REQUIRED WORK ▸
Write down, unchanged, the entries from the first line through the line holding "if count > 0". Include no other line.
DATASET ENTRIES section start
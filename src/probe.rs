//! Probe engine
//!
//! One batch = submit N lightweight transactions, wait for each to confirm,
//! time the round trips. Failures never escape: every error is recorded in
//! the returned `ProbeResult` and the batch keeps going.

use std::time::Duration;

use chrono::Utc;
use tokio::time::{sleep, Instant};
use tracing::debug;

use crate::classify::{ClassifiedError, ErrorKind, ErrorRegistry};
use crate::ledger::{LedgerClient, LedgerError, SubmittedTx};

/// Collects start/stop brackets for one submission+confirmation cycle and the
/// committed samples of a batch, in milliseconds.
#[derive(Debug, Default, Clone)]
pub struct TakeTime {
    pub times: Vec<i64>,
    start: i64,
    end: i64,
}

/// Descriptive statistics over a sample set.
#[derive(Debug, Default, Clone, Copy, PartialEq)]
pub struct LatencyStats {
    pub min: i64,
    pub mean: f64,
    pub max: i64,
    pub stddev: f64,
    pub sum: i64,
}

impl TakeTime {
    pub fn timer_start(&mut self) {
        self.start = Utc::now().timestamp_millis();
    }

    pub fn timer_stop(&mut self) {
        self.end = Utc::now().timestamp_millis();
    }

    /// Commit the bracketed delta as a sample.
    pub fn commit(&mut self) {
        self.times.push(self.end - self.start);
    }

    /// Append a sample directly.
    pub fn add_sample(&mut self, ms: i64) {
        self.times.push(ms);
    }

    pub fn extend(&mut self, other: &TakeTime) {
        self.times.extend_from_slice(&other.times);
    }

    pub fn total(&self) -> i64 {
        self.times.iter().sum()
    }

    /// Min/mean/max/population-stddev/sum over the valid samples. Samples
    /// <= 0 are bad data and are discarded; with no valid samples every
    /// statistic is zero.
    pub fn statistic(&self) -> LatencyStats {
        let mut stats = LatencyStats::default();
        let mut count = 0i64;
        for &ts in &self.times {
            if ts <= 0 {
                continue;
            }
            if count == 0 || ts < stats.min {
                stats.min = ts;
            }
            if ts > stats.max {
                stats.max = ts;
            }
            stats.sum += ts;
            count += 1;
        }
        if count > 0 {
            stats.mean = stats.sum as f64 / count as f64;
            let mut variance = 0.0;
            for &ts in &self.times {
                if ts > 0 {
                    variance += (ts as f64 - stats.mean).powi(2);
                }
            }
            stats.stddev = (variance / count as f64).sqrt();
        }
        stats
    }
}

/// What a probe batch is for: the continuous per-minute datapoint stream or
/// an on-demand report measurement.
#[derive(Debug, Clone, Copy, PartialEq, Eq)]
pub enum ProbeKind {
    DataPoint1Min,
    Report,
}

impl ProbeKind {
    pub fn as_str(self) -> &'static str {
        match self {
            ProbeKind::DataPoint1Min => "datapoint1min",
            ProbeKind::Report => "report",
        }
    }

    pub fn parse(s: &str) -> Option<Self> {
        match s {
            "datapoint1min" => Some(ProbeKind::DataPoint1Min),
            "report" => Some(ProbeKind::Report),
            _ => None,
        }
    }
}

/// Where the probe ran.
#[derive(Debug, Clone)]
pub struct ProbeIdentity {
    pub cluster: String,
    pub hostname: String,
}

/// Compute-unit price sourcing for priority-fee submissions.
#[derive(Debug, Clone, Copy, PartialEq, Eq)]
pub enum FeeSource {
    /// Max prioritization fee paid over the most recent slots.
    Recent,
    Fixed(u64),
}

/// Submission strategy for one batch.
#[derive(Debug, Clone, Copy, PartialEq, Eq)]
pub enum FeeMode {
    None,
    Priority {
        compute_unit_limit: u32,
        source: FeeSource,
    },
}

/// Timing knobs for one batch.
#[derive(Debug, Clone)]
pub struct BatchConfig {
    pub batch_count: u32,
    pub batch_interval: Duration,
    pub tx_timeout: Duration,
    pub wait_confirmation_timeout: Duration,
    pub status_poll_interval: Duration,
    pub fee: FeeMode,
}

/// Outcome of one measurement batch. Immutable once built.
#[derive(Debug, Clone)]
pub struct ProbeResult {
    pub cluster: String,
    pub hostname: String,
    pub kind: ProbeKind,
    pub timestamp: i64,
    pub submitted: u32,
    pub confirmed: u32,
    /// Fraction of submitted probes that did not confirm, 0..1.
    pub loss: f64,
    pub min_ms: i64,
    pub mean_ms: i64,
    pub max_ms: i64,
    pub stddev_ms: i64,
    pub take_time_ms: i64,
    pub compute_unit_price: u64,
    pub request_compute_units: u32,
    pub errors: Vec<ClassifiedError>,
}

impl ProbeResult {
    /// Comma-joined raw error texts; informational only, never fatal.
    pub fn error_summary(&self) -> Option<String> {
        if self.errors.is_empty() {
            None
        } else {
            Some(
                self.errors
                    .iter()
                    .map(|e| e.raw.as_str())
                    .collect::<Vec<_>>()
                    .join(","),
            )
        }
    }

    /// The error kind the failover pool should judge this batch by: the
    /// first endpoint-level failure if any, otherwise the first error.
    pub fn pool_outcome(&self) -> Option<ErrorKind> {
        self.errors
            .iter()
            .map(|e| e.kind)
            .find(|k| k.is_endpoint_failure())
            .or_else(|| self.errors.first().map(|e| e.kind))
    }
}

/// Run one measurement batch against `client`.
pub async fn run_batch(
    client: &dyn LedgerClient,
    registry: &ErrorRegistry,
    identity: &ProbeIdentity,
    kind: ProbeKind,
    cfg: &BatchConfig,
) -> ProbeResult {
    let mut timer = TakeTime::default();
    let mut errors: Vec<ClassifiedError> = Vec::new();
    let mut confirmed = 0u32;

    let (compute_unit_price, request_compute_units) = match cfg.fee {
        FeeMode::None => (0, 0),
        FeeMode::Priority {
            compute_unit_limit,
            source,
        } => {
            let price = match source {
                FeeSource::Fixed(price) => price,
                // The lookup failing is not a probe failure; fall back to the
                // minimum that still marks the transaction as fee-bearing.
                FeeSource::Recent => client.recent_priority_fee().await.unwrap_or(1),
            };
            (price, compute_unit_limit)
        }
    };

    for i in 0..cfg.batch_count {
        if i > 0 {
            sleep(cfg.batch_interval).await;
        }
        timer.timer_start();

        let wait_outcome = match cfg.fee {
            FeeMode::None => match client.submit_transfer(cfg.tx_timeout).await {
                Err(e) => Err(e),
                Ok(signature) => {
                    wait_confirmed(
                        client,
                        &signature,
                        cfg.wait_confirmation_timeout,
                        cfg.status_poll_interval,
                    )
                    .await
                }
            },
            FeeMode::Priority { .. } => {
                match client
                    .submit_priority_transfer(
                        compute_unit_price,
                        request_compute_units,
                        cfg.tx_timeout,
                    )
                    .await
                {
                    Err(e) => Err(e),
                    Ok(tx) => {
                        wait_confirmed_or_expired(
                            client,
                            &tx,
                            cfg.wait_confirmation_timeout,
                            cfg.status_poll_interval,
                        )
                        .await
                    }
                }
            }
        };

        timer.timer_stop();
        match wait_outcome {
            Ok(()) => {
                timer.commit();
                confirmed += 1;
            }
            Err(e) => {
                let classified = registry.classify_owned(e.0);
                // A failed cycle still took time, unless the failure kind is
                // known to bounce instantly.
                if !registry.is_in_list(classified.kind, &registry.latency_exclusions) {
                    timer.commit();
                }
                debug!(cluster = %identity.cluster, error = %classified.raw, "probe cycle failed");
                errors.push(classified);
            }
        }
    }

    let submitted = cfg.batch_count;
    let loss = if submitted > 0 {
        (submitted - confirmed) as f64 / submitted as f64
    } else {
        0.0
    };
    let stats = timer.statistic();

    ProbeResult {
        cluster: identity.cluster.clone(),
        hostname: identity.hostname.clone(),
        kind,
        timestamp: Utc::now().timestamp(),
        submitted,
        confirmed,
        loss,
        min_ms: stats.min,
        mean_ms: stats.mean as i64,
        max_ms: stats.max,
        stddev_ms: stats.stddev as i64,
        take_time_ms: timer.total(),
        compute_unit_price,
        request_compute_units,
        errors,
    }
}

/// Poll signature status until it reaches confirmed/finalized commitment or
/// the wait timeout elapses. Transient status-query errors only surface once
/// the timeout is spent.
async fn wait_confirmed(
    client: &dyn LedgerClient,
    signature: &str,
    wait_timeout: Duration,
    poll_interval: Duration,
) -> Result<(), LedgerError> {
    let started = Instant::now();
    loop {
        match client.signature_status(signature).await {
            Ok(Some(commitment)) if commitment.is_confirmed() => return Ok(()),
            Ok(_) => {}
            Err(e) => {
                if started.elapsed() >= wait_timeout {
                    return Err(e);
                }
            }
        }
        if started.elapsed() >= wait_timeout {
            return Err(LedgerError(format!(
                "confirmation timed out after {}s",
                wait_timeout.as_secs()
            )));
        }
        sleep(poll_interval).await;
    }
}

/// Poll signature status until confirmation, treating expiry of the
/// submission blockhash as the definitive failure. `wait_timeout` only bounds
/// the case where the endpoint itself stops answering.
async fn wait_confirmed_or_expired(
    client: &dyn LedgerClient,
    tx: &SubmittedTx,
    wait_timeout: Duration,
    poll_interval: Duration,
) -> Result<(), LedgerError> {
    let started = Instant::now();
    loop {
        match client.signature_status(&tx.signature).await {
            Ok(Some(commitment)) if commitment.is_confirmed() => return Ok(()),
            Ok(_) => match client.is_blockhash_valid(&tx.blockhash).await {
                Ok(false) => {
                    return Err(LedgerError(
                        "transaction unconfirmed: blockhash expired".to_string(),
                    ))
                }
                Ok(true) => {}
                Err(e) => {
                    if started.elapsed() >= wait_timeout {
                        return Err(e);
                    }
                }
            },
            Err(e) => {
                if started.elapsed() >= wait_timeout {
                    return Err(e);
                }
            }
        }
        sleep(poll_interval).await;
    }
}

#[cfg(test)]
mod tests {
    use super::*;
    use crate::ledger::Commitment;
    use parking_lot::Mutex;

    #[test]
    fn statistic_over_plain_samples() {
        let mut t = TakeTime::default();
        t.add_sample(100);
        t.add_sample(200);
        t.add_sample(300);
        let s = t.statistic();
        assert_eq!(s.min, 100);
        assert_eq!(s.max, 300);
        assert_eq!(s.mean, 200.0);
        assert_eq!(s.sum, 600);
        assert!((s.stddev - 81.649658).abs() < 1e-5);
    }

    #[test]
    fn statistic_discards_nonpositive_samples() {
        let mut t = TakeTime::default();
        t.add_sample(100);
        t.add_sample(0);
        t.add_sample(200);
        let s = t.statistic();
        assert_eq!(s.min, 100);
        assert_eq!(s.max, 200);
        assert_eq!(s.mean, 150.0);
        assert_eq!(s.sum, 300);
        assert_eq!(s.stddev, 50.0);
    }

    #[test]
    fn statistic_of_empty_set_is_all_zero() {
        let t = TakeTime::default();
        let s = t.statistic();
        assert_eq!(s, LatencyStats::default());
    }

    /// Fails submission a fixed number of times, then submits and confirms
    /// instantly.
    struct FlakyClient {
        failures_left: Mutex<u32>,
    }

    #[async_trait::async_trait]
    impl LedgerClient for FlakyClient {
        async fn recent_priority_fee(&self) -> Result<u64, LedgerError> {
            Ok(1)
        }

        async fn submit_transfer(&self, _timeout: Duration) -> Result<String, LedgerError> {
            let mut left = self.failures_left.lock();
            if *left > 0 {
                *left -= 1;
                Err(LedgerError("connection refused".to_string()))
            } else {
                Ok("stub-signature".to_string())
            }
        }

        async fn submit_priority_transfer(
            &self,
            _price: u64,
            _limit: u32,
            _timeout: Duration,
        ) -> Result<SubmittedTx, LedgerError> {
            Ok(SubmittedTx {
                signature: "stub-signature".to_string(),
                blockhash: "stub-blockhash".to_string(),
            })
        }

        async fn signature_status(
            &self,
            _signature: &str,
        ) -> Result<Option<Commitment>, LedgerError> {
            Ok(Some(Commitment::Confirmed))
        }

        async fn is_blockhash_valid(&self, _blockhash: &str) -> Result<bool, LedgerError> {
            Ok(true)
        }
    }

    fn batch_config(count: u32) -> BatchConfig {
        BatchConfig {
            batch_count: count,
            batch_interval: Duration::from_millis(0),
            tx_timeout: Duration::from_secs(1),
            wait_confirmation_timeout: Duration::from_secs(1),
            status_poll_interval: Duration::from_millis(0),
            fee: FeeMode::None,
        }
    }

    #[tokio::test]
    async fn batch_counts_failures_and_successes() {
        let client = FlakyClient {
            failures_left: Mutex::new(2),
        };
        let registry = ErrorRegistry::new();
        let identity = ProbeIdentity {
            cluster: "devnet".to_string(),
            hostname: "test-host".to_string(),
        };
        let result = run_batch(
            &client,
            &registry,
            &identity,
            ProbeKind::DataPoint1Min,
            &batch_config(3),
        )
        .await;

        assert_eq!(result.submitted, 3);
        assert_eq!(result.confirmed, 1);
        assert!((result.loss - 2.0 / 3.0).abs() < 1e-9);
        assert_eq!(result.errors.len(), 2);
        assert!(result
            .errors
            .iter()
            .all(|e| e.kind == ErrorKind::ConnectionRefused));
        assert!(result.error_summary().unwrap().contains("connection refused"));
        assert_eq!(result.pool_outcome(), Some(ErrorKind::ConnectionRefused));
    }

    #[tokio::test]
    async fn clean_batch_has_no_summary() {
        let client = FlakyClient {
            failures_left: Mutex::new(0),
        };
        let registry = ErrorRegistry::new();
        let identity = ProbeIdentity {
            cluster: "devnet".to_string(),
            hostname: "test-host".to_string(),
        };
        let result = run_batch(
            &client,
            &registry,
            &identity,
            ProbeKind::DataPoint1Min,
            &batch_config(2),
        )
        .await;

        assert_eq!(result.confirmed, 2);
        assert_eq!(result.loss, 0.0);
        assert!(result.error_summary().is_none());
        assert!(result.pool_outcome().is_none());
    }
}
DATASET ENTRIES section end
REPLY ▸
filename src/probe.rs
//! Probe engine
//!
//! One batch = submit N lightweight transactions, wait for each to confirm,
//! time the round trips. Failures never escape: every error is recorded in
//! the returned `ProbeResult` and the batch keeps going.

use std::time::Duration;

use chrono::Utc;
use tokio::time::{sleep, Instant};
use tracing::debug;

use crate::classify::{ClassifiedError, ErrorKind, ErrorRegistry};
use crate::ledger::{LedgerClient, LedgerError, SubmittedTx};

/// Collects start/stop brackets for one submission+confirmation cycle and the
/// committed samples of a batch, in milliseconds.
#[derive(Debug, Default, Clone)]
pub struct TakeTime {
    pub times: Vec<i64>,
    start: i64,
    end: i64,
}

/// Descriptive statistics over a sample set.
#[derive(Debug, Default, Clone, Copy, PartialEq)]
pub struct LatencyStats {
    pub min: i64,
    pub mean: f64,
    pub max: i64,
    pub stddev: f64,
    pub sum: i64,
}

impl TakeTime {
    pub fn timer_start(&mut self) {
        self.start = Utc::now().timestamp_millis();
    }

    pub fn timer_stop(&mut self) {
        self.end = Utc::now().timestamp_millis();
    }

    /// Commit the bracketed delta as a sample.
    pub fn commit(&mut self) {
        self.times.push(self.end - self.start);
    }

    /// Append a sample directly.
    pub fn add_sample(&mut self, ms: i64) {
        self.times.push(ms);
    }

    pub fn extend(&mut self, other: &TakeTime) {
        self.times.extend_from_slice(&other.times);
    }

    pub fn total(&self) -> i64 {
        self.times.iter().sum()
    }

    /// Min/mean/max/population-stddev/sum over the valid samples. Samples
    /// <= 0 are bad data and are discarded; with no valid samples every
    /// statistic is zero.
    pub fn statistic(&self) -> LatencyStats {
        let mut stats = LatencyStats::default();
        let mut count = 0i64;
        for &ts in &self.times {
            if ts <= 0 {
                continue;
            }
            if count == 0 || ts < stats.min {
                stats.min = ts;
            }
            if ts > stats.max {
                stats.max = ts;
            }
            stats.sum += ts;
            count += 1;
        }
        if count > 0 {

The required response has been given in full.